There's another tension in The Twelve as well, one of the oldest of all. Straight into Gerry Fegan's personal hell comes a woman -- a living woman -- and her little daughter. Years ago, Marie McKenna committed one of the worst crimes possible, in the IRA's eyes: she "took up with" an officer in the Royal Ulster Constabulary:
Even worse, he was a Catholic cop at a time when joining the police was still an act of treachery. [Marie] was already in poor favour amongst many Republicans as she wrote for one of the Unionist rags, the Telegraph or the Newsletter, Fegan couldn't remember which. A romance with a peeler cut her off from all but her mother.
The cop had endured a difficult life with Marie until she got pregnant, then "made his excuses" and took off. Fegan had had nothing to do with any of this in the past, but in the present he cannot escape his growing entanglement with Marie and Ellen. Now Fegan, and now the reader, must care not just about the dead and the soon to die, but about those in whose veins the blood still pulses freely.

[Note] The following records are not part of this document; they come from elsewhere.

// Swapchain - Window presentation
//
// Negotiates format, extent, present mode, composite alpha and sharing mode
// from what the surface reports, then creates the chain of images we
// present to the screen.

use anyhow::{bail, Context, Result};
use ash::extensions::khr;
use ash::vk;
use std::sync::Arc;

use super::device::{QueueFamilyChoice, VulkanDevice};
use super::enumerate::enumerate;
use super::surface::{SurfaceSupport, WindowSurface};

/// Composite alpha modes in the order we try them
const COMPOSITE_ALPHA_PRIORITY: [vk::CompositeAlphaFlagsKHR; 4] = [
    vk::CompositeAlphaFlagsKHR::OPAQUE,
    vk::CompositeAlphaFlagsKHR::PRE_MULTIPLIED,
    vk::CompositeAlphaFlagsKHR::POST_MULTIPLIED,
    vk::CompositeAlphaFlagsKHR::INHERIT,
];

/// Everything needed to create a swapchain. Fixed for the swapchain's lifetime.
#[derive(Debug, Clone, PartialEq, Eq)]
pub struct SwapchainConfig {
    pub format: vk::Format,
    pub color_space: vk::ColorSpaceKHR,
    pub extent: vk::Extent2D,
    pub present_mode: vk::PresentModeKHR,
    pub composite_alpha: vk::CompositeAlphaFlagsKHR,
    pub sharing_mode: vk::SharingMode,
    /// Empty for exclusive sharing, otherwise the two sharing families
    pub queue_family_indices: Vec<u32>,
    pub image_count: u32,
    pub pre_transform: vk::SurfaceTransformFlagsKHR,
}

/// Outcome of negotiation plus the soft warnings it raised, for the caller to log
#[derive(Debug, Clone)]
pub struct Negotiation {
    pub config: SwapchainConfig,
    pub warnings: Vec<String>,
}

/// Prefer B8G8R8A8_SRGB with non-linear sRGB, else the first reported format.
/// The flag is true when the fallback was taken.
pub fn choose_surface_format(
    formats: &[vk::SurfaceFormatKHR],
) -> Result<(vk::SurfaceFormatKHR, bool)> {
    let preferred = formats.iter().find(|f| {
        f.format == vk::Format::B8G8R8A8_SRGB
            && f.color_space == vk::ColorSpaceKHR::SRGB_NONLINEAR
    });

    match (preferred, formats.first()) {
        (Some(&format), _) => Ok((format, false)),
        (None, Some(&first)) => Ok((first, true)),
        (None, None) => bail!("Surface reports no supported formats"),
    }
}

/// MAILBOX if offered, otherwise FIFO which is always available
pub fn choose_present_mode(modes: &[vk::PresentModeKHR]) -> vk::PresentModeKHR {
    if modes.contains(&vk::PresentModeKHR::MAILBOX) {
        vk::PresentModeKHR::MAILBOX
    } else {
        vk::PresentModeKHR::FIFO
    }
}

pub fn choose_composite_alpha(
    supported: vk::CompositeAlphaFlagsKHR,
) -> Result<vk::CompositeAlphaFlagsKHR> {
    COMPOSITE_ALPHA_PRIORITY
        .iter()
        .copied()
        .find(|&mode| supported.contains(mode))
        .with_context(|| format!("Surface supports no composite alpha mode ({:?})", supported))
}

/// Clamp each axis of the drawable size into the surface's image extent bounds
pub fn clamp_extent(
    drawable: vk::Extent2D,
    capabilities: &vk::SurfaceCapabilitiesKHR,
) -> vk::Extent2D {
    let min = capabilities.min_image_extent;
    let max = capabilities.max_image_extent;
    vk::Extent2D {
        width: drawable.width.max(min.width).min(max.width),
        height: drawable.height.max(min.height).min(max.height),
    }
}

pub fn sharing_mode(queues: QueueFamilyChoice) -> (vk::SharingMode, Vec<u32>) {
    if queues.is_shared() {
        (vk::SharingMode::EXCLUSIVE, Vec::new())
    } else {
        (
            vk::SharingMode::CONCURRENT,
            vec![queues.graphics, queues.present],
        )
    }
}

/// Derive the swapchain configuration from the surface's reported support
pub fn negotiate(
    support: &SurfaceSupport,
    drawable: vk::Extent2D,
    queues: QueueFamilyChoice,
) -> Result<Negotiation> {
    let mut warnings = Vec::new();

    let (surface_format, fell_back) = choose_surface_format(&support.formats)?;
    if fell_back {
        let warning = format!(
            "Preferred surface format B8G8R8A8_SRGB/SRGB_NONLINEAR unavailable, using {:?}/{:?}; colors may be inaccurate",
            surface_format.format, surface_format.color_space
        );
        warnings.push(warning);
    }

    let capabilities = &support.capabilities;
    let (sharing_mode, queue_family_indices) = sharing_mode(queues);

    let config = SwapchainConfig {
        format: surface_format.format,
        color_space: surface_format.color_space,
        extent: clamp_extent(drawable, capabilities),
        present_mode: choose_present_mode(&support.present_modes),
        composite_alpha: choose_composite_alpha(capabilities.supported_composite_alpha)?,
        sharing_mode,
        queue_family_indices,
        image_count: capabilities.min_image_count,
        pre_transform: capabilities.current_transform,
    };

    Ok(Negotiation { config, warnings })
}

pub struct Swapchain {
    pub swapchain: vk::SwapchainKHR,
    pub loader: khr::Swapchain,
    pub images: Vec<vk::Image>,
    pub config: SwapchainConfig,
    _device: Arc<VulkanDevice>,
    _surface: Arc<WindowSurface>,
}

impl Swapchain {
    /// Negotiate against `surface` and create the swapchain on `device`
    pub fn new(
        device: Arc<VulkanDevice>,
        surface: Arc<WindowSurface>,
        drawable: vk::Extent2D,
    ) -> Result<Self> {
        log::info!("Creating swapchain: {}x{}", drawable.width, drawable.height);

        let support = surface.support(device.physical_device)?;
        let Negotiation { config, warnings } = negotiate(&support, drawable, device.queues)?;
        for warning in &warnings {
            log::warn!("{}", warning);
        }

        log::info!(
            "Swapchain config: {:?}/{:?} {}x{} {:?} alpha={:?} sharing={:?} min images={}",
            config.format,
            config.color_space,
            config.extent.width,
            config.extent.height,
            config.present_mode,
            config.composite_alpha,
            config.sharing_mode,
            config.image_count
        );

        let loader = khr::Swapchain::new(&device.instance.instance, &device.device);

        let create_info = vk::SwapchainCreateInfoKHR::builder()
            .surface(surface.surface)
            .min_image_count(config.image_count)
            .image_format(config.format)
            .image_color_space(config.color_space)
            .image_extent(config.extent)
            .image_array_layers(1)
            .image_usage(vk::ImageUsageFlags::COLOR_ATTACHMENT)
            .image_sharing_mode(config.sharing_mode)
            .queue_family_indices(&config.queue_family_indices)
            .pre_transform(config.pre_transform)
            .composite_alpha(config.composite_alpha)
            .present_mode(config.present_mode)
            .clipped(true);

        let swapchain = unsafe { loader.create_swapchain(&create_info, None) }
            .context("Failed to create swapchain")?;

        let fp = loader.fp();
        let images = enumerate("swapchain images", |count, data| unsafe {
            (fp.get_swapchain_images_khr)(device.device.handle(), swapchain, count, data)
        });
        let images = match images {
            Ok(images) => images,
            Err(e) => {
                unsafe { loader.destroy_swapchain(swapchain, None) };
                return Err(e);
            }
        };

        log::info!("Created swapchain with {} images", images.len());

        Ok(Self {
            swapchain,
            loader,
            images,
            config,
            _device: device,
            _surface: surface,
        })
    }
}

impl Drop for Swapchain {
    fn drop(&mut self) {
        log::info!("Destroying swapchain...");
        unsafe { self.loader.destroy_swapchain(self.swapchain, None) };
    }
}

And all of them must care, too -- in a different way -- about those in the old-line IRA who can't help but notice the one point where all the fresh trails of death seem to converge...

As you can see from the excerpts above, Neville writes with the assurance and apparent ease of a seasoned professional. Dialogue, exposition, action scenes: no difference. He switches effortlessly from one to another.

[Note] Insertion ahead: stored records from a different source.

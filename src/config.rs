// =============================================================================
// CONFIGURATION - Load settings from config.toml
// =============================================================================
//
// This module handles loading and parsing configuration from config.toml.
// Provides sensible defaults if config file is missing or has errors.
// The capability lists end up in an immutable `Requirements` value that is
// handed to instance bootstrap and device selection.

use anyhow::{Context, Result};
use serde::Deserialize;
use std::path::{Path, PathBuf};

pub const VALIDATION_LAYER: &str = "VK_LAYER_KHRONOS_validation";
pub const DEBUG_UTILS_EXTENSION: &str = "VK_EXT_debug_utils";
pub const SWAPCHAIN_EXTENSION: &str = "VK_KHR_swapchain";

/// Root configuration structure
#[derive(Debug, Deserialize, Default)]
#[serde(default)]
pub struct Config {
    pub window: WindowConfig,
    pub debug: DebugConfig,
    pub logging: LoggingConfig,
    pub requirements: RequirementsConfig,
}

/// Window settings
#[derive(Debug, Deserialize)]
#[serde(default)]
pub struct WindowConfig {
    pub title: String,
    pub width: u32,
    pub height: u32,
}

impl Default for WindowConfig {
    fn default() -> Self {
        Self {
            title: "Vulkan".to_string(),
            width: 1366,
            height: 768,
        }
    }
}

/// Debug settings
#[derive(Debug, Deserialize)]
#[serde(default)]
pub struct DebugConfig {
    /// Require the validation layer and install the debug messenger
    pub validation: bool,
}

impl Default for DebugConfig {
    fn default() -> Self {
        Self { validation: true }
    }
}

/// Logger settings, `filter` uses the env_logger syntax (e.g. "info,present_loop=debug")
#[derive(Debug, Deserialize, Default)]
#[serde(default)]
pub struct LoggingConfig {
    pub filter: Option<String>,
}

/// Layers and device extensions every candidate GPU must offer
#[derive(Debug, Deserialize)]
#[serde(default)]
pub struct RequirementsConfig {
    pub layers: Vec<String>,
    pub device_extensions: Vec<String>,
}

impl Default for RequirementsConfig {
    fn default() -> Self {
        Self {
            layers: vec![VALIDATION_LAYER.to_string()],
            device_extensions: vec![SWAPCHAIN_EXTENSION.to_string()],
        }
    }
}

/// Where the configuration came from, held until the logger is running
#[derive(Debug)]
pub enum ConfigOrigin {
    File,
    Missing,
    /// The file exists but could not be read or parsed
    Invalid(anyhow::Error),
}

/// Outcome of `Config::load`. Loading happens before logging is set up, so
/// nothing is logged until `report` is called.
#[derive(Debug)]
pub struct LoadedConfig {
    pub config: Config,
    pub path: PathBuf,
    pub origin: ConfigOrigin,
}

impl LoadedConfig {
    /// Log how the configuration was obtained
    pub fn report(&self) {
        match &self.origin {
            ConfigOrigin::File => {
                log::info!("Loaded configuration from {:?}", self.path);
                log::debug!("Config: {:?}", self.config);
            }
            ConfigOrigin::Missing => {
                log::info!("Config file not found at {:?}, using defaults", self.path);
            }
            ConfigOrigin::Invalid(e) => {
                log::warn!("Failed to load {:?}: {:#}. Using defaults.", self.path, e);
            }
        }
    }
}

impl Config {
    /// Load config.toml, falling back to defaults if missing or broken
    pub fn load() -> LoadedConfig {
        Self::load_or_default("config.toml")
    }

    pub fn load_or_default<P: AsRef<Path>>(path: P) -> LoadedConfig {
        let path = path.as_ref().to_path_buf();

        let (config, origin) = if !path.exists() {
            (Config::default(), ConfigOrigin::Missing)
        } else {
            match Self::load_from_path(&path) {
                Ok(config) => (config, ConfigOrigin::File),
                Err(e) => (Config::default(), ConfigOrigin::Invalid(e)),
            }
        };

        LoadedConfig {
            config,
            path,
            origin,
        }
    }

    /// Read and parse a specific file
    pub fn load_from_path<P: AsRef<Path>>(path: P) -> Result<Self> {
        let path = path.as_ref();

        let content = std::fs::read_to_string(path)
            .with_context(|| format!("Failed to read config file: {:?}", path))?;

        Self::parse(&content).with_context(|| format!("Failed to parse config file: {:?}", path))
    }

    pub fn parse(content: &str) -> Result<Self> {
        Ok(toml::from_str(content)?)
    }

    /// Freeze the capability lists into the values passed down the stack
    pub fn requirements(&self) -> Requirements {
        let mut layers = Vec::new();
        let mut instance_extensions = Vec::new();

        if self.debug.validation {
            layers.extend(self.requirements.layers.iter().cloned());
            instance_extensions.push(DEBUG_UTILS_EXTENSION.to_string());
        } else {
            layers.extend(
                self.requirements
                    .layers
                    .iter()
                    .filter(|l| l.as_str() != VALIDATION_LAYER)
                    .cloned(),
            );
        }

        let mut device_extensions = self.requirements.device_extensions.clone();
        if !device_extensions.iter().any(|e| e == SWAPCHAIN_EXTENSION) {
            device_extensions.push(SWAPCHAIN_EXTENSION.to_string());
        }

        Requirements {
            layers,
            instance_extensions,
            device_extensions,
            debug_messenger: self.debug.validation,
        }
    }
}

/// Immutable capability requirements, fixed once at startup.
///
/// `instance_extensions` only holds the build-time list; the windowing
/// system's extensions are appended during instance bootstrap.
#[derive(Debug, Clone, PartialEq, Eq)]
pub struct Requirements {
    pub layers: Vec<String>,
    pub instance_extensions: Vec<String>,
    pub device_extensions: Vec<String>,
    pub debug_messenger: bool,
}

#[cfg(test)]
mod tests {
    use super::*;

    #[test]
    fn empty_file_gives_defaults() {
        let config = Config::parse("").unwrap();
        assert_eq!(config.window.title, "Vulkan");
        assert_eq!((config.window.width, config.window.height), (1366, 768));
        assert!(config.debug.validation);
        assert!(config.logging.filter.is_none());
    }

    #[test]
    fn default_requirements() {
        let req = Config::default().requirements();
        assert_eq!(req.layers, vec![VALIDATION_LAYER]);
        assert_eq!(req.instance_extensions, vec![DEBUG_UTILS_EXTENSION]);
        assert_eq!(req.device_extensions, vec![SWAPCHAIN_EXTENSION]);
        assert!(req.debug_messenger);
    }

    #[test]
    fn disabling_validation_drops_layer_and_debug_extension() {
        let config = Config::parse(
            r#"
            [debug]
            validation = false
            "#,
        )
        .unwrap();
        let req = config.requirements();
        assert!(req.layers.is_empty());
        assert!(req.instance_extensions.is_empty());
        assert!(!req.debug_messenger);
    }

    #[test]
    fn swapchain_extension_is_always_required() {
        let config = Config::parse(
            r#"
            [window]
            title = "Present"
            width = 640

            [requirements]
            device_extensions = ["VK_KHR_maintenance1"]
            "#,
        )
        .unwrap();
        assert_eq!(config.window.title, "Present");
        assert_eq!(config.window.width, 640);
        assert_eq!(config.window.height, 768);

        let req = config.requirements();
        assert_eq!(req.device_extensions, vec!["VK_KHR_maintenance1", SWAPCHAIN_EXTENSION]);
    }

    #[test]
    fn malformed_file_is_an_error() {
        assert!(Config::parse("[window\ntitle = 3").is_err());
    }

    fn write_temp(name: &str, content: &str) -> PathBuf {
        let path = std::env::temp_dir().join(format!(
            "present-loop-{}-{}.toml",
            name,
            std::process::id()
        ));
        std::fs::write(&path, content).unwrap();
        path
    }

    #[test]
    fn missing_file_gives_defaults() {
        let loaded = Config::load_or_default("does/not/exist/config.toml");
        assert!(matches!(loaded.origin, ConfigOrigin::Missing));
        assert!(loaded.config.debug.validation);
    }

    #[test]
    fn malformed_file_gives_defaults_and_keeps_the_error() {
        let path = write_temp("malformed", "[window\ntitle = 3");
        let loaded = Config::load_or_default(&path);
        std::fs::remove_file(&path).unwrap();

        match &loaded.origin {
            ConfigOrigin::Invalid(e) => {
                assert!(format!("{:#}", e).contains("Failed to parse config file"))
            }
            other => panic!("expected a load error, got {:?}", other),
        }
        assert_eq!(loaded.config.window.title, "Vulkan");
        assert!(loaded.config.logging.filter.is_none());
    }

    #[test]
    fn valid_file_is_used() {
        let path = write_temp(
            "valid",
            r#"
            [logging]
            filter = "debug"
            "#,
        );
        let loaded = Config::load_or_default(&path);
        std::fs::remove_file(&path).unwrap();

        assert!(matches!(loaded.origin, ConfigOrigin::File));
        assert_eq!(loaded.config.logging.filter.as_deref(), Some("debug"));
    }
}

But you know what? You have to work to notice that much. You may set out with a critical eye, thinking you'll catch him – however smoothly – in the act of wielding his tools. I predict, though, that you'll repeatedly find yourself another two or three chapters further along since taking your last checkpoint. And you will have utterly forgotten any such mission within a few chapters of the shattering end.

3 comments:

Jane Steen said...

Not the kind of book I'd normally pick up: I grew up in the UK in the 60s and 70s, and was thoroughly sick of the Irish troubles by the time I reached my twenties! But your review has piqued my interest, and I may pick it up if it comes onto my radar.

I do wish, though, that they hadn't changed the title. The Twelve seems to make much more sense, given what you've told us about the chapter structure. I suppose the US marketers thought that "ghosts" would attract the attention of the burgeoning paranormal market, and "Belfast" would get noticed by Americans of Irish heritage. Good thinking from a marketing point of view, but I'm sorry to see yet another sacrifice of artistic integrity on the altar of marketability.

moonrat said...

Jane--interesting you mention the title; it's so controversial, and has come up again and again!

"Ghosts of Belfast" was Stuart's original title, and the one which found him his American agent. It was his British publisher that changed the title to "The Twelve."

This has to be some kind of huge cultural thing--as an American, I vastly prefer "Ghosts of Belfast," which seems to have atmosphere and specificity; "The Twelve" just sounds like a nondescript commercial thriller. But it's become clear (through the collection of much data--we had a LONG discussion about this on my blog awhile back) that British and Commonwealth readers feel the exact opposite.

Interesting, no?

Kristin Dodge said...

Loved the review, as well as the discussion. Who knew that the demographics would be so different? I find that fascinating.